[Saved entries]
- - - - - - -

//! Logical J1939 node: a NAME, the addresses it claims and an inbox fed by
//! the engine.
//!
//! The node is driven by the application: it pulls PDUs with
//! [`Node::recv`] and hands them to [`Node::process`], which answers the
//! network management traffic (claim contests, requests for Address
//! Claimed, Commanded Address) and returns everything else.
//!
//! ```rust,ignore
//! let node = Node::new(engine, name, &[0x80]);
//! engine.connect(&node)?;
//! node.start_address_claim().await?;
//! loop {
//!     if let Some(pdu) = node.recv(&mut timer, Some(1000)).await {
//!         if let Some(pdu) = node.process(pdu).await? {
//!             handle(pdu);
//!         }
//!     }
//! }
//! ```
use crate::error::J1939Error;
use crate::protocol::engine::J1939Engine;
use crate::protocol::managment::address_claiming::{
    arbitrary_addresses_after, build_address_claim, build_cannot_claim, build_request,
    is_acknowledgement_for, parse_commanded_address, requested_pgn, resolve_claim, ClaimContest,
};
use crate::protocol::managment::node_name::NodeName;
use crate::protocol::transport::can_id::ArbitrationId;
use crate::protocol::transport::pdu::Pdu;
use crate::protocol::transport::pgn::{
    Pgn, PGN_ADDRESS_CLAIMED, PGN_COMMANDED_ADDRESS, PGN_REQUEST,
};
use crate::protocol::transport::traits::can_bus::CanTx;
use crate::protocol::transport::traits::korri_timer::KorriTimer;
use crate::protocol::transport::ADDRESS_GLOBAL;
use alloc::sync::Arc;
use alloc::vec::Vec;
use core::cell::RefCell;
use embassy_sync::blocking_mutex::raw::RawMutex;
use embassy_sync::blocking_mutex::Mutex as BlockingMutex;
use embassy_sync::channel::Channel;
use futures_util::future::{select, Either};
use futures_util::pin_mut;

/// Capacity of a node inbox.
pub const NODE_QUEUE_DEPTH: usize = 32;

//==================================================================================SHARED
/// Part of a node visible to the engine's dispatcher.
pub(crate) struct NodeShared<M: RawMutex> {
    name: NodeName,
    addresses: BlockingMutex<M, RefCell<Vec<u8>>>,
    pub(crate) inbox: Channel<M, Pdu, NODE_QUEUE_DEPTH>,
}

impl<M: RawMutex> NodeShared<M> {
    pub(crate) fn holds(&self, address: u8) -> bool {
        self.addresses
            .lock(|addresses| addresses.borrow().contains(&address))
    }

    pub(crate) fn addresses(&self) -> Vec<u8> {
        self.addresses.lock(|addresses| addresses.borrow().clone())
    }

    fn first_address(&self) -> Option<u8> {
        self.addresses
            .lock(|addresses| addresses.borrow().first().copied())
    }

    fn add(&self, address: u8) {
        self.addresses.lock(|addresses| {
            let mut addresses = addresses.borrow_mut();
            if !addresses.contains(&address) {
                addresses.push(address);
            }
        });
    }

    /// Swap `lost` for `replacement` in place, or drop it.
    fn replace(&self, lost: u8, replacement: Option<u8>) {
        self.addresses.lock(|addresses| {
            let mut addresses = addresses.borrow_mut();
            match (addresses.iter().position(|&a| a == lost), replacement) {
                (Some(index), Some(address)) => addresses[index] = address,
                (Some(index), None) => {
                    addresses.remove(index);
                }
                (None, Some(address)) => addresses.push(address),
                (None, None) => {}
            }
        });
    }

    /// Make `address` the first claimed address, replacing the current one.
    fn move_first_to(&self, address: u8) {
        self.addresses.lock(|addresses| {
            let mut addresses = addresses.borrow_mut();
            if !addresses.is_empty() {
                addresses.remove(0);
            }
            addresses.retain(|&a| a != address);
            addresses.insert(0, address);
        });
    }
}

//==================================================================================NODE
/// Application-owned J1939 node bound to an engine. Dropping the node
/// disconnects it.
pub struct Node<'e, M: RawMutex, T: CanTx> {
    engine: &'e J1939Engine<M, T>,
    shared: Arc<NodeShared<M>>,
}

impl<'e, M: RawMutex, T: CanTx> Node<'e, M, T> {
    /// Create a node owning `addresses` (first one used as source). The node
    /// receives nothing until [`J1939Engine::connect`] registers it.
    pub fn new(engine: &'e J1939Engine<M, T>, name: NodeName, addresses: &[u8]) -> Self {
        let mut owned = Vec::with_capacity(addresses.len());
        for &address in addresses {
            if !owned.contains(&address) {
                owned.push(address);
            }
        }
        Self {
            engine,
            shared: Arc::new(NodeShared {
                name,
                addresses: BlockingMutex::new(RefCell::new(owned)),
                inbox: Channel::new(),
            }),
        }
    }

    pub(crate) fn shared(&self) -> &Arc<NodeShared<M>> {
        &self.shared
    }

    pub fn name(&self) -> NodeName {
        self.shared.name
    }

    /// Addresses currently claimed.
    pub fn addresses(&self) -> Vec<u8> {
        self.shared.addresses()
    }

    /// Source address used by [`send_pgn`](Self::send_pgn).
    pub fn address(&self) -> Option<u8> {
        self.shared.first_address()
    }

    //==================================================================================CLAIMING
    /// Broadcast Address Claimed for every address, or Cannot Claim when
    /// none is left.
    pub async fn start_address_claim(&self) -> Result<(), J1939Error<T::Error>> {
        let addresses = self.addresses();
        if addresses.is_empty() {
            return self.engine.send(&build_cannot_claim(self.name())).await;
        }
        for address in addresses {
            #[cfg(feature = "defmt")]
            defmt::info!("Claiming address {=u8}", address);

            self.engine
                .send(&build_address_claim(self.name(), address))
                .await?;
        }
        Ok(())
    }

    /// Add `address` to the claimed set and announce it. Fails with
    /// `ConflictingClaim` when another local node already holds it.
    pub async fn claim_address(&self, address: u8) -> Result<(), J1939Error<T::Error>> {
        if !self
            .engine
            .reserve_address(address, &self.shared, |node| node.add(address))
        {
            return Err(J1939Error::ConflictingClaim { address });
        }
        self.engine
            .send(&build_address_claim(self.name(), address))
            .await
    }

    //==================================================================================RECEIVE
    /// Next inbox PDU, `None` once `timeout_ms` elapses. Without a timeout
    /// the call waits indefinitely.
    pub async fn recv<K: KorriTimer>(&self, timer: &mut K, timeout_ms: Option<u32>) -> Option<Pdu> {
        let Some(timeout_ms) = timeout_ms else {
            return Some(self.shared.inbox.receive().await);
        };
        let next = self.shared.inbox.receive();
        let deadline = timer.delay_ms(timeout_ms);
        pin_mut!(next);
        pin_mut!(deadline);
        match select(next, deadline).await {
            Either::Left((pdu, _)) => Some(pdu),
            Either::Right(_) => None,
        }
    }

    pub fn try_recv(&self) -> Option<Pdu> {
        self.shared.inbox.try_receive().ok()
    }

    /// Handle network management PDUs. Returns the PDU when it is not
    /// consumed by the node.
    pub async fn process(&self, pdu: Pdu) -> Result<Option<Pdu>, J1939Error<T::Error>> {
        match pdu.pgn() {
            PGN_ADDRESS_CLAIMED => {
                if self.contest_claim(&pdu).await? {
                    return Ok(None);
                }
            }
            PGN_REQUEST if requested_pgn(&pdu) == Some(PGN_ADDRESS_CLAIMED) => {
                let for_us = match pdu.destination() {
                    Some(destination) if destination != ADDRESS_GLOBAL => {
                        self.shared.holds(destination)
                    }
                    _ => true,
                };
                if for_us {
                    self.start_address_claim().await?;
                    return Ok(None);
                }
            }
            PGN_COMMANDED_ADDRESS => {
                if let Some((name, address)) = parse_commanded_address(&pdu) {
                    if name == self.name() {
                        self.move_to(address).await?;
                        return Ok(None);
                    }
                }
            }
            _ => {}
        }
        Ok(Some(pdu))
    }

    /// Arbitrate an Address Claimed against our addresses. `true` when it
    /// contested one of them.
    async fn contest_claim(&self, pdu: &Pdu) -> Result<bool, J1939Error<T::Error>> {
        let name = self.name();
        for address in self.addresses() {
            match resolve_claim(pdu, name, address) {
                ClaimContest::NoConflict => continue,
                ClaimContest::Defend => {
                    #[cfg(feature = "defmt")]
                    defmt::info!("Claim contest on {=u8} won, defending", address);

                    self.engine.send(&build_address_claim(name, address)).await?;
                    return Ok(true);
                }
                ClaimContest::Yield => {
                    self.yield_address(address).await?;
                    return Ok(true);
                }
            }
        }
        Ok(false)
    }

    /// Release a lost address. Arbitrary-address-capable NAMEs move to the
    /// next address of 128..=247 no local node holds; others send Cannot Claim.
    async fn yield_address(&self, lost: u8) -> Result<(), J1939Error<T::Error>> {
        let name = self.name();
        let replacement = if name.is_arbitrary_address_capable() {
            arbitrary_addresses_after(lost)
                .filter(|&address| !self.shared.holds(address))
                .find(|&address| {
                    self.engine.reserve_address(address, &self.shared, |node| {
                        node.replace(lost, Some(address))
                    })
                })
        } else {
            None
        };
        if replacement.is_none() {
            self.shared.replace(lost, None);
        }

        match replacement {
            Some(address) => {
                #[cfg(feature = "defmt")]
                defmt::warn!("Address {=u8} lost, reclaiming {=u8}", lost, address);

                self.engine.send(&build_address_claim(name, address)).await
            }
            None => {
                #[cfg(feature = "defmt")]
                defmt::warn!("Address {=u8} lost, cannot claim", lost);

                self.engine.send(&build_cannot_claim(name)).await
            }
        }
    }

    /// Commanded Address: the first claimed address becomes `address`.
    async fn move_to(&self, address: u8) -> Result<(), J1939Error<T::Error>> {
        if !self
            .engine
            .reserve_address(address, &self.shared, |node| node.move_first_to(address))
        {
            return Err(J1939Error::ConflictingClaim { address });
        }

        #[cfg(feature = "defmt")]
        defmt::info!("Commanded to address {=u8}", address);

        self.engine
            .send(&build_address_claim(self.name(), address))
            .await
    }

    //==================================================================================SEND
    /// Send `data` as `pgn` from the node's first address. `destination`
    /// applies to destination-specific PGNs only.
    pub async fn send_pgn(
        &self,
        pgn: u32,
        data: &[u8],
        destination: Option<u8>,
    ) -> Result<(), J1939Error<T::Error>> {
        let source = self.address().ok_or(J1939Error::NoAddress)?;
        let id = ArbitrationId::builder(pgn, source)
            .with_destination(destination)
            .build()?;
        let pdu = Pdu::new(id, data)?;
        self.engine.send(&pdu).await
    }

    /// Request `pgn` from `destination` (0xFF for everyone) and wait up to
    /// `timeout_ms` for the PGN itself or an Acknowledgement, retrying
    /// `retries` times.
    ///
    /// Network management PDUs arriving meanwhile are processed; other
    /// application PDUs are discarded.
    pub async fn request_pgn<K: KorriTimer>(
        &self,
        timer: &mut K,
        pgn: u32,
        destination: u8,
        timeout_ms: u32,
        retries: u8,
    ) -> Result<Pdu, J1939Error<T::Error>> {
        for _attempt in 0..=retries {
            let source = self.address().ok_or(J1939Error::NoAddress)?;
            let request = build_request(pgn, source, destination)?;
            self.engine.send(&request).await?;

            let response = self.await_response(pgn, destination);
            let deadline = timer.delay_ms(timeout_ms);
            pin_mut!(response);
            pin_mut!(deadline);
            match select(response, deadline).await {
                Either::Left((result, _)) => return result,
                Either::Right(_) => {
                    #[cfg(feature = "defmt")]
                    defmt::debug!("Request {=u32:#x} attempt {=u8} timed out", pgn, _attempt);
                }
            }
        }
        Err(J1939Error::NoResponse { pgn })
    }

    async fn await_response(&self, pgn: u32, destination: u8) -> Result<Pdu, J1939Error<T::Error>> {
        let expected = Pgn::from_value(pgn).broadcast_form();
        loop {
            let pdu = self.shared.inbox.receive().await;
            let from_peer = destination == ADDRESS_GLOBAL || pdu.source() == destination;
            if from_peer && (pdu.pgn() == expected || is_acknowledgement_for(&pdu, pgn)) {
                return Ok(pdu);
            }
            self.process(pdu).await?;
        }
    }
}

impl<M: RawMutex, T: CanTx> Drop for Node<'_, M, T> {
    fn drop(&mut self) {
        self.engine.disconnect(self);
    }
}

- - - - - - -

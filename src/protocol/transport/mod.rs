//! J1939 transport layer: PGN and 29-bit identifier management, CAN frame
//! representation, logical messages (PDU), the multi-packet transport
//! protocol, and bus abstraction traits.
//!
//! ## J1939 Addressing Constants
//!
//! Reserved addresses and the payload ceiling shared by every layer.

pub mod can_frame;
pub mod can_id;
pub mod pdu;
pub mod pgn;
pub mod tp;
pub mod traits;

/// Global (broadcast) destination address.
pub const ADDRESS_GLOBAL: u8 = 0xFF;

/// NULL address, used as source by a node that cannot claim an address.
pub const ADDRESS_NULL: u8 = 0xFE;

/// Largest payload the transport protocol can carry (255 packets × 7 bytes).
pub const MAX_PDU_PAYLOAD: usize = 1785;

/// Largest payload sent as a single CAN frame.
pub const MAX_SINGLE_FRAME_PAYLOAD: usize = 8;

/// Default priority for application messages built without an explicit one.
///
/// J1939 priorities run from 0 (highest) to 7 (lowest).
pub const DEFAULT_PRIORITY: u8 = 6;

- - - - - - -

Try it:
Please return the lines above that run from the line containing "inbox fed by" to the line containing "use crate::protocol::managment::node_name::NodeName;", inclusive, exactly and with no other lines.

Written response:
//! Logical J1939 node: a NAME, the addresses it claims and an inbox fed by
//! the engine.
//!
//! The node is driven by the application: it pulls PDUs with
//! [`Node::recv`] and hands them to [`Node::process`], which answers the
//! network management traffic (claim contests, requests for Address
//! Claimed, Commanded Address) and returns everything else.
//!
//! ```rust,ignore
//! let node = Node::new(engine, name, &[0x80]);
//! engine.connect(&node)?;
//! node.start_address_claim().await?;
//! loop {
//!     if let Some(pdu) = node.recv(&mut timer, Some(1000)).await {
//!         if let Some(pdu) = node.process(pdu).await? {
//!             handle(pdu);
//!         }
//!     }
//! }
//! ```
use crate::error::J1939Error;
use crate::protocol::engine::J1939Engine;
use crate::protocol::managment::address_claiming::{
    arbitrary_addresses_after, build_address_claim, build_cannot_claim, build_request,
    is_acknowledgement_for, parse_commanded_address, requested_pgn, resolve_claim, ClaimContest,
};
use crate::protocol::managment::node_name::NodeName;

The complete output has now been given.